Wäre der Bund seinen Versicherungsverpflichtungen für Bürgergeldempfänger:innen in den vergangenen Jahren nachgekommen, würde es so schlimm gar nicht aussehen. Die Kommission gibt ihm jetzt auf, 400 Euro pro Kopf aufzubringen, bisher drückt er gerade mal rund 134 Euro ab. Bravo! Denn das gehört zu den vielen versicherungsfremden Leistungen, die 5,12 Milliarden in die Krankenkassen spülen könnten. Niemand außer Finanzminister Lars Klingbeil (SPD) wäre dagegen, dass die auflaufenden Schulden endlich beglichen würden.
Was die Kommission ansonsten vorstellt, gliedert sich in verschiedene Bausteine, die die Einnahmenseite ebenso betrifft wie die Ausgaben und sich strikt an der Grundlohnsumme – und das ist die Krux, sollte sie sinken – orientiert. Ein Dorn im Auge sind der Kommission beispielsweise die gestiegenen Krankenhausausgaben für das Pflegepersonal, das aus den Fallpauschalen herausgenommen wurde. Das war einmal, wir erinnern uns – Pflegedesaster, ein echter Fortschritt, ebenso wie die Refinanzierung von Tariferhöhungen. Möglich, dass die Häuser das Geld zweckentfremden, im Grundsatz aber gut so, wie es vielleicht auch notwendig war, die hausärztliche Versorgung aus der Budgetierung zu nehmen.
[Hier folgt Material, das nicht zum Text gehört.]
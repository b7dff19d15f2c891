use axum::extract::State;
use axum::{Extension, Json};
use serde_json::{Value, json};

use lodge_core::messaging;
use lodge_types::api::{
    EditMessageRequest, MessageIdResponse, RemoveMessageRequest, SendDmMessageRequest,
    SendMessageRequest, ShareMessageRequest, ShareMessageResponse,
};

use crate::AppState;
use crate::error::ApiResult;
use crate::middleware::AuthToken;

pub async fn send(
    State(store): State<AppState>,
    Extension(AuthToken(token)): Extension<AuthToken>,
    Json(req): Json<SendMessageRequest>,
) -> ApiResult<Json<MessageIdResponse>> {
    Ok(Json(messaging::send(
        &store,
        &token,
        req.channel_id,
        &req.message,
    )?))
}

pub async fn senddm(
    State(store): State<AppState>,
    Extension(AuthToken(token)): Extension<AuthToken>,
    Json(req): Json<SendDmMessageRequest>,
) -> ApiResult<Json<MessageIdResponse>> {
    Ok(Json(messaging::senddm(
        &store,
        &token,
        req.dm_id,
        &req.message,
    )?))
}

pub async fn edit(
    State(store): State<AppState>,
    Extension(AuthToken(token)): Extension<AuthToken>,
    Json(req): Json<EditMessageRequest>,
) -> ApiResult<Json<Value>> {
    messaging::edit(&store, &token, req.message_id, &req.message)?;
    Ok(Json(json!({})))
}

pub async fn remove(
    State(store): State<AppState>,
    Extension(AuthToken(token)): Extension<AuthToken>,
    Json(req): Json<RemoveMessageRequest>,
) -> ApiResult<Json<Value>> {
    messaging::remove(&store, &token, req.message_id)?;
    Ok(Json(json!({})))
}

pub async fn share(
    State(store): State<AppState>,
    Extension(AuthToken(token)): Extension<AuthToken>,
    Json(req): Json<ShareMessageRequest>,
) -> ApiResult<Json<ShareMessageResponse>> {
    Ok(Json(messaging::share(
        &store,
        &token,
        req.og_message_id,
        &req.message,
        req.channel_id,
        req.dm_id,
    )?))
}
pub mod admin;
pub mod auth;
pub mod channels;
pub mod dm;
pub mod error;
pub mod messages;
pub mod middleware;
pub mod other;
pub mod users;

use std::sync::Arc;

use axum::Router;
use axum::routing::{delete, get, post, put};

use lodge_store::Store;

use crate::middleware::require_auth;

pub type AppState = Arc<Store>;

/// The full route table. Everything except registration, login, logout,
/// and the test-only reset sits behind the bearer-token middleware.
pub fn router(store: AppState) -> Router {
    let public = Router::new()
        .route("/auth/register", post(auth::register))
        .route("/auth/login", post(auth::login))
        .route("/auth/logout", post(auth::logout))
        .route("/clear", delete(other::clear))
        .with_state(store.clone());

    let protected = Router::new()
        .route("/channels/create", post(channels::create))
        .route("/channels/list", get(channels::list))
        .route("/channels/listall", get(channels::listall))
        .route("/channel/invite", post(channels::invite))
        .route("/channel/details", get(channels::details))
        .route("/channel/messages", get(channels::messages))
        .route("/channel/join", post(channels::join))
        .route("/channel/leave", post(channels::leave))
        .route("/channel/addowner", post(channels::addowner))
        .route("/channel/removeowner", post(channels::removeowner))
        .route("/dm/create", post(dm::create))
        .route("/dm/list", get(dm::list))
        .route("/dm/details", get(dm::details))
        .route("/dm/messages", get(dm::messages))
        .route("/dm/invite", post(dm::invite))
        .route("/dm/leave", post(dm::leave))
        .route("/dm/remove", delete(dm::remove))
        .route("/message/send", post(messages::send))
        .route("/message/senddm", post(messages::senddm))
        .route("/message/edit", put(messages::edit))
        .route("/message/remove", delete(messages::remove))
        .route("/message/share", post(messages::share))
        .route("/user/profile", get(users::profile))
        .route("/user/profile/setname", put(users::setname))
        .route("/user/profile/setemail", put(users::setemail))
        .route("/user/profile/sethandle", put(users::sethandle))
        .route("/users/all", get(users::all))
        .route("/admin/user/remove", delete(admin::user_remove))
        .route("/admin/userpermission/change", post(admin::permission_change))
        .route("/search", get(other::search))
        .route("/notifications/get", get(other::notifications_get))
        .layer(axum::middleware::from_fn(require_auth))
        .with_state(store);

    Router::new().merge(public).merge(protected)
}
use axum::Json;
use axum::extract::State;
use axum::http::{HeaderMap, header};

use lodge_core::identity;
use lodge_types::api::{AuthResponse, LoginRequest, LogoutResponse, RegisterRequest};

use crate::AppState;
use crate::error::ApiResult;

pub async fn register(
    State(store): State<AppState>,
    Json(req): Json<RegisterRequest>,
) -> ApiResult<Json<AuthResponse>> {
    Ok(Json(identity::register(
        &store,
        &req.email,
        &req.password,
        &req.name_first,
        &req.name_last,
    )?))
}

pub async fn login(
    State(store): State<AppState>,
    Json(req): Json<LoginRequest>,
) -> ApiResult<Json<AuthResponse>> {
    Ok(Json(identity::login(&store, &req.email, &req.password)?))
}

/// Public route: a missing or unknown token answers `is_success: false`
/// instead of an error status.
pub async fn logout(State(store): State<AppState>, headers: HeaderMap) -> Json<LogoutResponse> {
    let token = headers
        .get(header::AUTHORIZATION)
        .and_then(|v| v.to_str().ok())
        .and_then(|v| v.strip_prefix("Bearer "));
    let response = match token {
        Some(token) => identity::logout(&store, token),
        None => LogoutResponse { is_success: false },
    };
    Json(response)
}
Das sollte alles überprüft werden, denn wie so vieles während und nach Corona steht manches auf dem Prüfstand. Die Versorgung ist seither jedenfalls nicht besser geworden.
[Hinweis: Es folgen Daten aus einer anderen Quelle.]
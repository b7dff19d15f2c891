use axum::extract::{Query, State};
use axum::{Extension, Json};
use serde::Deserialize;
use serde_json::{Value, json};

use lodge_core::users;
use lodge_types::api::{
    SetEmailRequest, SetHandleRequest, SetNameRequest, UserProfile, UsersAllResponse,
};

use crate::AppState;
use crate::error::ApiResult;
use crate::middleware::AuthToken;

#[derive(Debug, Deserialize)]
pub struct ProfileQuery {
    pub u_id: i64,
}

pub async fn profile(
    State(store): State<AppState>,
    Extension(AuthToken(token)): Extension<AuthToken>,
    Query(query): Query<ProfileQuery>,
) -> ApiResult<Json<UserProfile>> {
    Ok(Json(users::profile(&store, &token, query.u_id)?))
}

pub async fn all(
    State(store): State<AppState>,
    Extension(AuthToken(token)): Extension<AuthToken>,
) -> ApiResult<Json<UsersAllResponse>> {
    Ok(Json(users::all(&store, &token)?))
}

pub async fn setname(
    State(store): State<AppState>,
    Extension(AuthToken(token)): Extension<AuthToken>,
    Json(req): Json<SetNameRequest>,
) -> ApiResult<Json<Value>> {
    users::set_name(&store, &token, &req.name_first, &req.name_last)?;
    Ok(Json(json!({})))
}

pub async fn setemail(
    State(store): State<AppState>,
    Extension(AuthToken(token)): Extension<AuthToken>,
    Json(req): Json<SetEmailRequest>,
) -> ApiResult<Json<Value>> {
    users::set_email(&store, &token, &req.email)?;
    Ok(Json(json!({})))
}

pub async fn sethandle(
    State(store): State<AppState>,
    Extension(AuthToken(token)): Extension<AuthToken>,
    Json(req): Json<SetHandleRequest>,
) -> ApiResult<Json<Value>> {
    users::set_handle(&store, &token, &req.handle_str)?;
    Ok(Json(json!({})))
}
use std::net::SocketAddr;
use std::path::PathBuf;
use std::sync::Arc;

use tower_http::cors::CorsLayer;
use tower_http::trace::TraceLayer;
use tracing::info;

#[tokio::main]
async fn main() -> anyhow::Result<()> {
    // Load .env if present
    let _ = dotenvy::dotenv();

    // Init logging
    tracing_subscriber::fmt()
        .with_env_filter(
            tracing_subscriber::EnvFilter::try_from_default_env()
                .unwrap_or_else(|_| "lodge=debug,tower_http=debug".into()),
        )
        .init();

    // Config
    let store_path = std::env::var("LODGE_STORE_PATH").unwrap_or_else(|_| "lodge.json".into());
    let host = std::env::var("LODGE_HOST").unwrap_or_else(|_| "0.0.0.0".into());
    let port: u16 = std::env::var("LODGE_PORT")
        .unwrap_or_else(|_| "3000".into())
        .parse()?;

    // Init store
    let store = Arc::new(lodge_store::Store::open(&PathBuf::from(&store_path))?);

    let app = lodge_api::router(store)
        .layer(CorsLayer::permissive())
        .layer(TraceLayer::new_for_http());

    let addr: SocketAddr = format!("{}:{}", host, port).parse()?;
    info!("Lodge server listening on {}", addr);

    let listener = tokio::net::TcpListener::bind(addr).await?;
    axum::serve(listener, app).await?;

    Ok(())
}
Die Kosten werden abgewälzt – weil es sich einfach durchsetzen lässt
Wer eine Zweitmeinung für eine Knie-OP will, kann sie schon heute haben. Sie verpflichtend zu machen, riecht nach Einsparung. Menschen mit geringem Verdienst in der Apotheke 50 Prozent mehr Zuzahlung aufzubrummen, ist ungerecht und alles deutet darauf hin, Kosten auf die Versicherten abzuwälzen, weil sich das einfach durchsetzen lässt.
Und die Abschaffung der beitragsfreien Familienversicherung? In konservativ gestimmten Kreisen der Union dürfte das einen Aufstand geben. Ältere Frauen armutsfest zu machen, ist das eine, Produktivitätsreserven für das System zu mobilisieren, eine ganz andere Sache.
Wenn man jünger und keine Chronikerin ist und kein Ersatzgelenk benötigt, kann einen der Bericht vorerst kaltlassen. Es gibt aber zu viele andere Menschen, die dessen Umsetzung fürchten müssen.